Enter Coronavirus. We saw it coming in December, where it was some “mysterious” pneumonia in Wuhan, PRC. I still traveled over Christmas, back and forth. Then, in January, it became clear something serious was happening, and by February, international travel was becoming increasingly not kosher, and by early March, we entered a new reality.
This tiny virus has turned my transatlantic life into an unintended exile. How quickly, life can change, and distances that used to be traversable become impossible to overcome.
Life has gotten smaller, the world has become something much more abstract, less concrete, unreachable. I am sitting in my house, my home away from home, but my original home is out of reach.
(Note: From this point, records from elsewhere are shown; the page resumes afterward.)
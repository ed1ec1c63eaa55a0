//! Port definitions — traits that adapters implement.
//!
//! Ports are the boundaries between the application core and the outside world.
//! They are defined here (in `app`) so that both the use-case layer and the
//! adapter layer can depend on them without creating circular dependencies.

pub mod storage;

pub use storage::{ArtworkRepository, FavoriteRepository};
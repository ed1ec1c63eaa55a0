//! # gallery
//!
//! Console front-end of the virtual art gallery.
//!
//! ## Responsibilities
//! - Parse configuration (config file, env vars)
//! - Drive the [`GalleryService`](gallery_app::services::gallery_service::GalleryService)
//!   from a text menu
//!
//! Wiring of the concrete adapters lives in `main.rs`; this library part is
//! exposed so the menu can be exercised end to end from `tests/`.

pub mod config;
pub mod console;
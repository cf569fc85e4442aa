use serde::{Deserialize, Serialize};
use crate::models::address::Address;

#[derive(Clone, Serialize, Deserialize, Debug, PartialEq)]
pub struct Restaurant {
    #[serde(default, skip_serializing_if = "Option::is_none")]
    pub id: Option<i64>,
    pub name: String,
    pub rating: f64,
    pub address: Address,
}
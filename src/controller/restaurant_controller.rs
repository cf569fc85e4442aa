use std::sync::Arc;
use axum::{Extension, Json, Router};
use axum::extract::Query;
use axum::http::StatusCode;
use axum::response::{IntoResponse, Response};
use axum::routing::get;
use serde::{Deserialize, Serialize};
use tracing::warn;
use crate::controller::AppState;
use crate::helpers::error_response::error_response;
use crate::repositories::RestaurantStore;
use crate::services::search_service::RestaurantSearchService;

pub fn router(app_state: AppState) -> Router {
    Router::new()
        .route("/search", get(search_restaurants))
        .route("/city", get(restaurants_in_city))
        .route("/state", get(restaurants_in_state))
        .route("/rating", get(restaurants_by_rating))
        .route_layer(Extension(app_state.search_service))
        .route_layer(Extension(app_state.store))
}

#[derive(Clone, Serialize, Deserialize, Debug)]
pub struct SearchRestaurantParam {
    pub latitude: f64,
    pub longitude: f64,
}

pub async fn search_restaurants(
    Extension(search_service): Extension<Arc<RestaurantSearchService>>,
    Query(query): Query<SearchRestaurantParam>,
) -> Response {
    match search_service.search(query.latitude, query.longitude).await {
        Ok(restaurants) => (StatusCode::OK, Json(restaurants)).into_response(),
        Err(e) => e.into_response(),
    }
}

#[derive(Clone, Serialize, Deserialize, Debug)]
pub struct CityParam {
    pub city: String,
}

pub async fn restaurants_in_city(
    Extension(store): Extension<Arc<dyn RestaurantStore>>,
    Query(query): Query<CityParam>,
) -> Response {
    match store.restaurants_by_city(&query.city).await {
        Ok(restaurants) => (StatusCode::OK, Json(restaurants)).into_response(),
        Err(e) => {
            warn!("Something went wrong retrieving restaurants in city {} due to: {:#}", query.city, e);
            error_response(StatusCode::INTERNAL_SERVER_ERROR, "Failed to retrieve restaurants, please try again")
        }
    }
}

#[derive(Clone, Serialize, Deserialize, Debug)]
pub struct StateParam {
    pub state: String,
}

pub async fn restaurants_in_state(
    Extension(store): Extension<Arc<dyn RestaurantStore>>,
    Query(query): Query<StateParam>,
) -> Response {
    match store.restaurants_by_state(&query.state).await {
        Ok(restaurants) => (StatusCode::OK, Json(restaurants)).into_response(),
        Err(e) => {
            warn!("Something went wrong retrieving restaurants in state {} due to: {:#}", query.state, e);
            error_response(StatusCode::INTERNAL_SERVER_ERROR, "Failed to retrieve restaurants, please try again")
        }
    }
}

#[derive(Clone, Serialize, Deserialize, Debug)]
pub struct RatingRangeParam {
    pub min_rating: f64,
    pub max_rating: f64,
}

pub async fn restaurants_by_rating(
    Extension(store): Extension<Arc<dyn RestaurantStore>>,
    Query(query): Query<RatingRangeParam>,
) -> Response {
    if query.min_rating > query.max_rating {
        return error_response(StatusCode::BAD_REQUEST, "min_rating must not exceed max_rating");
    }

    match store.restaurants_by_rating_range(query.min_rating, query.max_rating).await {
        Ok(restaurants) => (StatusCode::OK, Json(restaurants)).into_response(),
        Err(e) => {
            warn!("Something went wrong retrieving restaurants rated {:?} due to: {:#}", query, e);
            error_response(StatusCode::INTERNAL_SERVER_ERROR, "Failed to retrieve restaurants, please try again")
        }
    }
}
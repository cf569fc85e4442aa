use std::sync::Arc;
use axum::{Extension, Json, Router};
use axum::extract::Query;
use axum::http::StatusCode;
use axum::response::{IntoResponse, Response};
use axum::routing::get;
use tracing::warn;
use crate::controller::AppState;
use crate::helpers::error_response::error_response;
use crate::models::coordinate::GeoBounds;
use crate::repositories::RestaurantStore;

pub fn router(app_state: AppState) -> Router {
    Router::new()
        .route("/bounds", get(addresses_within_bounds))
        .route_layer(Extension(app_state.store))
}

pub async fn addresses_within_bounds(
    Extension(store): Extension<Arc<dyn RestaurantStore>>,
    Query(bounds): Query<GeoBounds>,
) -> Response {
    if bounds.min_lat > bounds.max_lat || bounds.min_lon > bounds.max_lon {
        return error_response(StatusCode::BAD_REQUEST, "Minimum bounds must not exceed maximum bounds");
    }

    match store.addresses_within_bounds(bounds).await {
        Ok(addresses) => (StatusCode::OK, Json(addresses)).into_response(),
        Err(e) => {
            warn!("Something went wrong retrieving addresses within {:?} due to: {:#}", bounds, e);
            error_response(StatusCode::INTERNAL_SERVER_ERROR, "Failed to retrieve addresses, please try again")
        }
    }
}
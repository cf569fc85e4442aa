pub mod search_service;
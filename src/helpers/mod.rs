pub mod error_response;
pub mod handler_404;
use anyhow::Context;
use async_trait::async_trait;
use reqwest::Client;
use serde::Deserialize;
use tracing::{debug, info, warn};
use crate::clients::{AddressResolver, ApiStatus};
use crate::models::address::Address;
use crate::models::coordinate::Coordinate;

const ROUTE: &str = "route";
const SUBLOCALITY: &str = "sublocality";
const ADMIN_AREA_LEVEL_2: &str = "administrative_area_level_2";
const ADMIN_AREA_LEVEL_1: &str = "administrative_area_level_1";
const POSTAL_CODE: &str = "postal_code";
const COUNTRY: &str = "country";

#[derive(Deserialize, Debug)]
pub struct GeocodeResponse {
    #[serde(default)]
    pub results: Vec<GeocodeResult>,
    #[serde(flatten)]
    pub status: ApiStatus,
}

#[derive(Deserialize, Debug)]
pub struct GeocodeResult {
    #[serde(default)]
    pub address_components: Vec<AddressComponent>,
}

#[derive(Deserialize, Debug)]
pub struct AddressComponent {
    pub long_name: String,
    #[serde(default)]
    pub types: Vec<String>,
}

pub struct GeocodingClient {
    http: Client,
    base_url: String,
    api_key: String,
}

impl GeocodingClient {
    pub fn new(
        http: Client,
        base_url: String,
        api_key: String,
    ) -> Self {
        Self {
            http,
            base_url,
            api_key,
        }
    }
}

#[async_trait]
impl AddressResolver for GeocodingClient {
    async fn resolve(&self, coordinate: Coordinate) -> anyhow::Result<Option<Address>> {
        info!("Fetching address for coordinates: lat={}, lon={}", coordinate.latitude, coordinate.longitude);

        let location = coordinate.to_string();
        let response = self.http
            .get(&self.base_url)
            .query(&[("latlng", location.as_str()), ("key", self.api_key.as_str())])
            .send()
            .await
            .and_then(|res| res.error_for_status())
            .with_context(|| format!("Error while fetching address from geocoding API for {}", location))?
            .json::<GeocodeResponse>()
            .await
            .with_context(|| format!("Failed to parse geocoding API response for {}", location))?;

        let address = parse_geocode_response(response, coordinate)?;
        match &address {
            Some(address) => debug!("Address successfully retrieved: {:?}", address),
            None => warn!(
                "No address found for the given coordinates: lat={}, lon={}",
                coordinate.latitude, coordinate.longitude
            ),
        }
        Ok(address)
    }
}

/// Builds an [`Address`] out of the first geocoding result.
pub fn parse_geocode_response(
    response: GeocodeResponse,
    coordinate: Coordinate,
) -> anyhow::Result<Option<Address>> {
    response.status.check()?;

    let Some(first) = response.results.into_iter().next() else {
        return Ok(None);
    };

    let mut address = Address::at(coordinate);
    for component in first.address_components {
        for component_type in &component.types {
            let field = match component_type.as_str() {
                ROUTE => &mut address.street,
                SUBLOCALITY => &mut address.neighborhood,
                ADMIN_AREA_LEVEL_2 => &mut address.city,
                ADMIN_AREA_LEVEL_1 => &mut address.state,
                POSTAL_CODE => &mut address.postal_code,
                COUNTRY => &mut address.country,
                _ => continue,
            };
            *field = component.long_name.clone();
        }
    }

    Ok(Some(address))
}
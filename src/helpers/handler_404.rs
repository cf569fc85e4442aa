use axum::http::{StatusCode, Uri};
use axum::response::IntoResponse;
use tracing::debug;

pub async fn page_not_found_handler(uri: Uri) -> impl IntoResponse {
    debug!("No route matched {}", uri);
    (StatusCode::NOT_FOUND, format!("No endpoint found at {}", uri.path()))
}
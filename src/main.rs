use std::sync::Arc;
use anyhow::Context;
use bb8_postgres::bb8::Pool;
use bb8_postgres::PostgresConnectionManager;
use bb8_postgres::tokio_postgres::NoTls;
use clap::Parser;
use dotenv::dotenv;
use tracing::info;
use tracing_subscriber::EnvFilter;
use crate::clients::geocoding::GeocodingClient;
use crate::clients::places::PlacesClient;
use crate::config::Config;
use crate::controller::AppState;
use crate::repositories::postgres_repo::PostgresConnectionRepo;
use crate::services::search_service::RestaurantSearchService;

pub mod clients;
pub mod config;
pub mod controller;
pub mod helpers;
pub mod models;
pub mod repositories;
pub mod services;

#[tokio::main]
async fn main() -> anyhow::Result<()> {
    dotenv().ok();
    tracing_subscriber::fmt()
        .with_env_filter(
            EnvFilter::try_from_default_env().unwrap_or_else(|_| EnvFilter::new("info"))
        )
        .init();

    let config = Config::parse();
    info!("Starting restaurant finder in {} environment", config.environment);

    let manager = PostgresConnectionManager::new_from_stringlike(&config.database_url, NoTls)
        .context("Invalid DATABASE_URL")?;
    let postgres_connection = Pool::builder()
        .max_size(config.pool_size())
        .build(manager)
        .await
        .context("Failed to build postgres connection pool")?;

    let postgres_repo = Arc::new(PostgresConnectionRepo::new(postgres_connection));
    postgres_repo.bootstrap_schema().await?;

    let http = reqwest::Client::new();
    let geocoding_client = Arc::new(GeocodingClient::new(
        http.clone(),
        config.geocoding_url.clone(),
        config.api_key.clone(),
    ));
    let places_client = Arc::new(PlacesClient::new(
        http,
        config.places_url.clone(),
        config.api_key.clone(),
    ));

    let search_service = Arc::new(RestaurantSearchService::new(
        geocoding_client,
        places_client,
        postgres_repo.clone(),
    ));

    let app_state = AppState {
        environment: config.environment.clone(),
        store: postgres_repo,
        search_service,
    };

    controller::serve(app_state, &config).await
}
I’m doing well otherwise, and I am well aware there are worst fates. But the feeling that you cannot just drive or walk or even fly to go over there is numbing.
Corona takes the crown for reducing this beautiful world to a cruel memory and abstraction. There are now advertisements on television saying that it is ok to be depressed. Really? Street signs, for when I do get out to just look around, from the care, tell me to go home. I understand that there is a new virus out there, that we understand too little, and that far too many people have died already, and more will be dying. We are afraid for a very good reason, and need to be cautious. Certainly.
I can do this. I grew up not being allowed to travel to the “West”, to other continents. This exile may well be temporary, but my time, and that of friends and family is not endless. This is a cruel virus. Make it stop. Certainly, I am not alone in this wish.
This sucks.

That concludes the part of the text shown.